Sampah pernah membelenggu Kota Tangerang, Banten. Namun, saat ini jangan sekali-kali melintas sembari membuang sampah sembarangan di Kelurahan Kenanga, Kecamatan Cipondoh. Warga bisa mengamuk. Mereka akan sangat marah dan menyuruh segera mengambil kembali sampah yang dibuang tadi dan angkat kaki dari tempat itu.
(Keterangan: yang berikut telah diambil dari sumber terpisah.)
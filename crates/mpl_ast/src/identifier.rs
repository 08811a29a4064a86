//! Identifiers as they appear in binders, labels and field names

use mpl_tokens::spanned::{Span, Spanned};
use std::fmt::{Display, Formatter};

/// A name together with where it was written
#[derive(Debug, Clone, PartialEq)]
pub struct Ident {
    pub name: String,
    pub span: Span,
}

impl Ident {
    pub fn new(name: impl Into<String>, span: Span) -> Self {
        Self {
            name: name.into(),
            span,
        }
    }

    pub fn as_str(&self) -> &str {
        &self.name
    }
}

impl AsRef<str> for Ident {
    fn as_ref(&self) -> &str {
        &self.name
    }
}

impl Display for Ident {
    fn fmt(&self, f: &mut Formatter<'_>) -> std::fmt::Result {
        f.write_str(&self.name)
    }
}

impl Spanned for Ident {
    fn span(&self) -> Span {
        self.span
    }
}
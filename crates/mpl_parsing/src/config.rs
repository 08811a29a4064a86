//! Options shared by the scanner and the parser

/// What to do once an error has been found
#[derive(Debug, Copy, Clone, PartialEq, Eq, Hash, Default)]
pub enum ErrorMode {
    /// Stop at the first error, reporting only it
    #[default]
    FailFast,
    /// Keep scanning and parsing after errors, reporting all of them together
    CollectAll,
}

/// Configuration for a single parse
#[derive(Debug, Clone, PartialEq, Eq)]
pub struct ParseConfig {
    pub mode: ErrorMode,
    /// The deepest nesting of grammar productions allowed before parsing gives up
    pub max_depth: usize,
}

impl ParseConfig {
    pub const DEFAULT_MAX_DEPTH: usize = 256;

    pub fn with_mode(mut self, mode: ErrorMode) -> Self {
        self.mode = mode;
        self
    }

    pub fn with_max_depth(mut self, max_depth: usize) -> Self {
        self.max_depth = max_depth;
        self
    }
}

impl Default for ParseConfig {
    fn default() -> Self {
        Self {
            mode: ErrorMode::default(),
            max_depth: Self::DEFAULT_MAX_DEPTH,
        }
    }
}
"Masyarakat sadar dengan kebersihan lingkungan sekitarnya. Mereka tidak suka kampungnya kotor. Mereka membentuk komunitas bernama Paguyuban Masyarakat Kenanga (PMK)," kata Kepala Dinas Kebersihan dan Pertamanan Kota Tangerang Ivan Yudianto, Senin (10/8).

Di kelurahan itu tak terlihat sampah berserakan. Warga akan membuang sampah di dekat markas PMK serta anggota komunitas dan warga putus sekolah akan mengangkut sampah dari rumah ke rumah. "Kami, komunitas yang sudah terbentuk ini, memberikan edukasi berupa informasi terhadap masyarakat akan pentingnya hidup bersih dan memanfaatkan sampah. Mengolah sampah memiliki nilai dan banyak manfaat. Sekarang semua warga sudah sadar akan kebersihan lingkungannya," kata Fahrul Rozi (37), pendiri PMK.
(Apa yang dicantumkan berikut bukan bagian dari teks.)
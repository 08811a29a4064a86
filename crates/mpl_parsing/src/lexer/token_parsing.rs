//! The nom parsers that recognize single tokens and the insignificant text between them

use crate::lexer::LexErrorKind;
use mpl_common::nom_helpers::{recognize_escape_word, recognize_identifier};
use mpl_tokens::symbols::AliasMap;
use mpl_tokens::token::TokenKind;
use nom::branch::alt;
use nom::bytes::complete::{is_not, tag, take_till};
use nom::character::complete::{anychar, char, digit1, hex_digit1, multispace1, one_of};
use nom::combinator::{opt, recognize, value};
use nom::error::{ErrorKind, ParseError};
use nom::multi::{many0_count, many1_count};
use nom::sequence::{pair, preceded, tuple};
use nom::IResult;

/// Error produced by the token parsers.
///
/// `kind` is only set for failures the scanner reports as is. Errors without a kind just mean
/// "this parser does not apply here".
#[derive(Debug, Clone, PartialEq, Eq)]
pub struct TokenError<'a> {
    pub input: &'a str,
    /// How much of `input` the error covers
    pub len: usize,
    pub kind: Option<LexErrorKind>,
}

impl<'a> ParseError<&'a str> for TokenError<'a> {
    fn from_error_kind(input: &'a str, _kind: ErrorKind) -> Self {
        Self {
            input,
            len: 0,
            kind: None,
        }
    }

    fn append(_input: &'a str, _kind: ErrorKind, other: Self) -> Self {
        other
    }

    fn or(self, other: Self) -> Self {
        if self.kind.is_some() {
            self
        } else {
            other
        }
    }
}

pub(super) type Result<'a, O> = IResult<&'a str, O, TokenError<'a>>;

/// Creates an unrecoverable error
fn failure(input: &str, len: usize, kind: LexErrorKind) -> nom::Err<TokenError<'_>> {
    nom::Err::Failure(TokenError {
        input,
        len,
        kind: Some(kind),
    })
}

/// Parses a single token. The input must not start with insignificant text.
pub(super) fn parse_token(src: &str) -> Result<TokenKind> {
    alt((
        parse_raw_string,
        parse_string,
        parse_number,
        parse_word,
        parse_escape,
        parse_punctuation,
        parse_glyph,
        unexpected_character,
    ))(src)
}

/// Skips whitespace, line comments and nested block comments
pub(super) fn parse_insignificant(src: &str) -> Result<()> {
    value(
        (),
        many0_count(alt((
            value((), multispace1),
            parse_line_comment,
            parse_block_comment,
        ))),
    )(src)
}

fn parse_line_comment(src: &str) -> Result<()> {
    value((), preceded(tag("--"), take_till(|c| c == '\n')))(src)
}

fn parse_block_comment(src: &str) -> Result<()> {
    let (mut rest, _) = tag("{-")(src)?;
    let mut depth = 1_usize;
    while depth > 0 {
        if let Some(after) = rest.strip_prefix("{-") {
            depth += 1;
            rest = after;
        } else if let Some(after) = rest.strip_prefix("-}") {
            depth -= 1;
            rest = after;
        } else {
            let mut chars = rest.chars();
            match chars.next() {
                Some(_) => rest = chars.as_str(),
                None => return Err(failure(src, 2, LexErrorKind::UnterminatedComment)),
            }
        }
    }
    Ok((rest, ()))
}

/// `"""…"""`, ending at the first `"""` not preceded by a backslash
fn parse_raw_string(src: &str) -> Result<TokenKind> {
    let (body, _) = tag("\"\"\"")(src)?;
    let mut search = 0;
    while let Some(found) = body[search..].find("\"\"\"") {
        let at = search + found;
        if body[..at].ends_with('\\') {
            search = at + 1;
            continue;
        }
        return Ok((&body[at + 3..], TokenKind::RawString));
    }
    Err(failure(src, 3, LexErrorKind::UnterminatedRawString))
}

fn parse_string(src: &str) -> Result<TokenKind> {
    let (rest, _) = char('"')(src)?;
    let (rest, _) = many0_count(parse_string_fragment)(rest)?;
    match char::<_, TokenError>('"')(rest) {
        Ok((rest, _)) => Ok((rest, TokenKind::String)),
        Err(_) => Err(failure(src, 1, LexErrorKind::UnterminatedString)),
    }
}

fn parse_string_fragment(input: &str) -> Result<()> {
    alt((value((), is_not("\"\\\n")), value((), parse_escaped_char)))(input)
}

/// A backslash escape inside a string. The error for an invalid escape covers the backslash and
/// the escaped character. A backslash at the end of a line or of the input is left for the
/// unterminated string check.
fn parse_escaped_char(input: &str) -> Result<char> {
    let (rest, _) = char('\\')(input)?;
    alt((
        value('\n', char('n')),
        value('"', char('"')),
        value('\\', char('\\')),
    ))(rest)
    .or_else(|_: nom::Err<TokenError>| match rest.chars().next() {
        Some(c) if c != '\n' => Err(failure(
            input,
            1 + c.len_utf8(),
            LexErrorKind::InvalidEscape(c),
        )),
        _ => Err(nom::Err::Error(TokenError::from_error_kind(
            input,
            ErrorKind::Char,
        ))),
    })
}

/// Decimal, fractional, exponent, hex and binary numbers
fn parse_number(src: &str) -> Result<TokenKind> {
    let (rest, _) = alt((parse_radix_number, parse_decimal_number))(src)?;
    if rest.starts_with(|c: char| c.is_ascii_alphanumeric() || c == '_' || c == '.') {
        let len = src.len() - rest.len() + rest.chars().next().map_or(0, char::len_utf8);
        return Err(failure(src, len, LexErrorKind::MalformedNumber));
    }
    Ok((rest, TokenKind::Number))
}

fn parse_radix_number(src: &str) -> Result<&str> {
    let (digits, prefix) = alt((tag("0x"), tag("0X"), tag("0b"), tag("0B")))(src)?;
    let parsed = if prefix.ends_with(['x', 'X']) {
        hex_digit1::<_, TokenError>(digits)
    } else {
        recognize(many1_count(one_of("01")))(digits)
    };
    match parsed {
        Ok((rest, _)) => Ok((rest, &src[..src.len() - rest.len()])),
        Err(_) => Err(failure(src, prefix.len(), LexErrorKind::MalformedNumber)),
    }
}

fn parse_decimal_number(src: &str) -> Result<&str> {
    recognize(tuple((
        digit1,
        opt(pair(char('.'), digit1)),
        opt(tuple((one_of("eE"), opt(one_of("+-")), digit1))),
    )))(src)
}

/// Identifiers and the `true`/`false` keywords
fn parse_word(src: &str) -> Result<TokenKind> {
    let (rest, word) = recognize_identifier(src)?;
    let kind = match word {
        "true" => TokenKind::True,
        "false" => TokenKind::False,
        _ => TokenKind::Identifier,
    };
    Ok((rest, kind))
}

/// A backslash alias such as `\lambda`
fn parse_escape(src: &str) -> Result<TokenKind> {
    let (rest, word) = recognize_escape_word(src)?;
    match AliasMap::global().by_alias(word) {
        Some(kind) => Ok((rest, kind)),
        None => Err(failure(
            src,
            word.len() + 1,
            LexErrorKind::UnknownEscape(word.to_string()),
        )),
    }
}

fn parse_punctuation(src: &str) -> Result<TokenKind> {
    alt((
        value(TokenKind::Plus, char('+')),
        value(TokenKind::Minus, char('-')),
        value(TokenKind::Eq, char('=')),
        value(TokenKind::Lt, char('<')),
        value(TokenKind::Gt, char('>')),
        value(TokenKind::LParen, char('(')),
        value(TokenKind::RParen, char(')')),
        value(TokenKind::LBrack, char('[')),
        value(TokenKind::RBrack, char(']')),
        value(TokenKind::LBrace, char('{')),
        value(TokenKind::RBrace, char('}')),
        value(TokenKind::Colon, char(':')),
        value(TokenKind::Semi, char(';')),
        value(TokenKind::Comma, char(',')),
        value(TokenKind::Bar, char('|')),
    ))(src)
}

/// A unicode glyph from the alias map, optionally followed by an emoji presentation selector
fn parse_glyph(src: &str) -> Result<TokenKind> {
    let (rest, glyph) = anychar(src)?;
    match AliasMap::global().by_glyph(glyph) {
        Some(kind) => {
            let (rest, _) = opt(char('\u{FE0F}'))(rest)?;
            Ok((rest, kind))
        }
        None => Err(nom::Err::Error(TokenError::from_error_kind(
            src,
            ErrorKind::Char,
        ))),
    }
}

fn unexpected_character(src: &str) -> Result<TokenKind> {
    match src.chars().next() {
        Some(c) => Err(failure(src, c.len_utf8(), LexErrorKind::UnexpectedCharacter(c))),
        None => Err(nom::Err::Error(TokenError::from_error_kind(
            src,
            ErrorKind::Eof,
        ))),
    }
}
PMK adalah komunitas pertama di Kota Tangerang yang peduli atas sampah dan kebersihan lingkungan sekitarnya. Selanjutnya, melalui Fahrul Rozi, bertumbuh kembang komunitas yang mengelola sampah.

Ivan mengatakan, volume sampah yang diproduksi warga dan industri di Kota Tangerang dan masuk ke Tempat Pembuangan Akhir Rawa Kucing, Kedaung Wetan, Kecamatan Neglasari, mencapai 1.000 ton per hari. Sekitar 300 meter kubik sampah per hari diolah di tingkat warga menjadi sampah bernilai ekonomi yang ditampung bank sampah dan selebihnya ditangani komunitas warga.
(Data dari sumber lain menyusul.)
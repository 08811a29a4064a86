use crate::diagnostics::ErrorCode;
use crate::lexer::{LexError, LexErrorKind};
use itertools::Itertools;
use mpl_tokens::spanned::{Span, Spanned};
use mpl_tokens::token::{Token, TokenKind};
use std::fmt::{Display, Formatter};

/// Represents an error occurring during parsing
#[derive(Debug, Clone, PartialEq, Eq, thiserror::Error)]
pub struct SyntaxError {
    pub kind: ErrorKind,
    pub span: Span,
    pub non_terminal_stack: Vec<&'static str>,
}

impl SyntaxError {
    /// Creates a new error
    pub fn new(kind: ErrorKind, span: Span, non_terminals: Vec<&'static str>) -> Self {
        Self {
            kind,
            span,
            non_terminal_stack: non_terminals,
        }
    }

    pub fn code(&self) -> ErrorCode {
        self.kind.code()
    }
}

impl Display for SyntaxError {
    fn fmt(&self, f: &mut Formatter<'_>) -> std::fmt::Result {
        write!(f, "syntax error at {}: {}", self.span.start(), self.kind)?;
        if !self.non_terminal_stack.is_empty() {
            write!(f, " (in {})", self.non_terminal_stack.iter().join(" > "))?;
        }
        Ok(())
    }
}

impl Spanned for SyntaxError {
    fn span(&self) -> Span {
        self.span
    }
}

impl From<LexError> for SyntaxError {
    fn from(value: LexError) -> Self {
        Self::new(ErrorKind::Lex(value.kind), value.span, vec![])
    }
}

/// [SyntaxError] kind
#[derive(Debug, Clone, PartialEq, Eq, thiserror::Error)]
pub enum ErrorKind {
    #[error("mismatched input {found} expecting {}", expected_list(.expected))]
    UnexpectedToken { expected: Vec<String>, found: String },
    #[error("unmatched delimiter '{}'{}", delimiter_text(.delimiter), missing_closer(.missing))]
    UnmatchedDelimiter {
        delimiter: TokenKind,
        /// The closing delimiter that never came, when `delimiter` is an opening one
        missing: Option<TokenKind>,
    },
    #[error("missing {what} at {found}")]
    MissingProduction { what: &'static str, found: String },
    #[error("ambiguous {form}: ',' and ';' can not be mixed")]
    AmbiguousBlockForm { form: &'static str },
    #[error("nesting is deeper than the limit of {0}")]
    NestingTooDeep(usize),
    #[error(transparent)]
    Lex(LexErrorKind),
}

impl ErrorKind {
    pub fn expected_token(
        token_kinds: impl IntoIterator<Item = impl AsRef<str>>,
        found: &Token,
    ) -> Self {
        Self::UnexpectedToken {
            expected: token_kinds
                .into_iter()
                .map(|s| s.as_ref().to_string())
                .collect(),
            found: found.to_string(),
        }
    }

    pub fn expected_kinds(kinds: &[TokenKind], found: &Token) -> Self {
        Self::expected_token(kinds.iter().map(|kind| kind.to_string()), found)
    }

    pub fn missing(what: &'static str, found: &Token) -> Self {
        Self::MissingProduction {
            what,
            found: found.to_string(),
        }
    }

    pub fn code(&self) -> ErrorCode {
        match self {
            ErrorKind::UnexpectedToken { .. } => ErrorCode::UnexpectedToken,
            ErrorKind::UnmatchedDelimiter { .. } => ErrorCode::UnmatchedDelimiter,
            ErrorKind::MissingProduction { .. } => ErrorCode::MissingProduction,
            ErrorKind::AmbiguousBlockForm { .. } => ErrorCode::AmbiguousBlockForm,
            ErrorKind::NestingTooDeep(_) => ErrorCode::NestingTooDeep,
            ErrorKind::Lex(lex) => lex.code(),
        }
    }
}

fn expected_list(expected: &[String]) -> String {
    match expected {
        [single] => single.clone(),
        many => format!("{{{}}}", many.iter().join(", ")),
    }
}

fn delimiter_text(delimiter: &TokenKind) -> String {
    delimiter.to_string().trim_matches('\'').to_string()
}

fn missing_closer(missing: &Option<TokenKind>) -> String {
    missing
        .map(|closer| format!(", missing {closer}"))
        .unwrap_or_default()
}

#[cfg(test)]
mod tests {
    use super::*;
    use mpl_tokens::spanned::Position;
    use test_log::test;

    #[test]
    fn test_messages() {
        let span = Span::empty_at(0, Position::start());
        let y = Token::new(TokenKind::Identifier, "y", span);
        assert_eq!(
            ErrorKind::expected_kinds(&[TokenKind::Semi], &y).to_string(),
            "mismatched input 'y' expecting ';'"
        );
        assert_eq!(
            ErrorKind::expected_kinds(&[TokenKind::Semi, TokenKind::RBrace], &Token::eof(span))
                .to_string(),
            "mismatched input <EOF> expecting {';', '}'}"
        );
        assert_eq!(
            ErrorKind::UnmatchedDelimiter {
                delimiter: TokenKind::LParen,
                missing: Some(TokenKind::RParen)
            }
            .to_string(),
            "unmatched delimiter '(', missing ')'"
        );
        assert_eq!(
            ErrorKind::missing("lambda parameter", &Token::new(TokenKind::Colon, ":", span))
                .to_string(),
            "missing lambda parameter at ':'"
        );
    }
}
Kepala Tempat Pembuangan Akhir Rawa Kucing Marsan mengatakan, di lahan 35 hektar ini, yang terpakai adalah 20,83 hektar. Seluas 2,3 hektar dari lahan digunakan sebagai zona aktif (pemrosesan sampah) dan 18,53 hektar lahan menjadi zona pasif.

Wali Kota Tangerang Arief R Wismansyah mengatakan, penataan lingkungan tidak hanya dilakukan komunitas. Pemerintah memberikan contoh kepada warganya dengan menata perkantoran pemerintah sebagai kantor ramah lingkungan (eco-office), baik di pusat pemerintahan Kota Tangerang hingga kantor-kantor kecamatan dan kelurahan.

Kantor ramah lingkungan meliputi beragam program penghematan energi listrik, pemanfaatan kertas bekas, pengurangan, pemanfaatan kembali, dan pendauran ulang (reduce, reuse and recycle/3R) sampah kantor, pengelolaan bank sampah, penghematan air bersih, penataan lanskap gedung, konservasi air (lubang resapan biopori atau sumur resapan), serta penghijauan dalam dan luar kantor.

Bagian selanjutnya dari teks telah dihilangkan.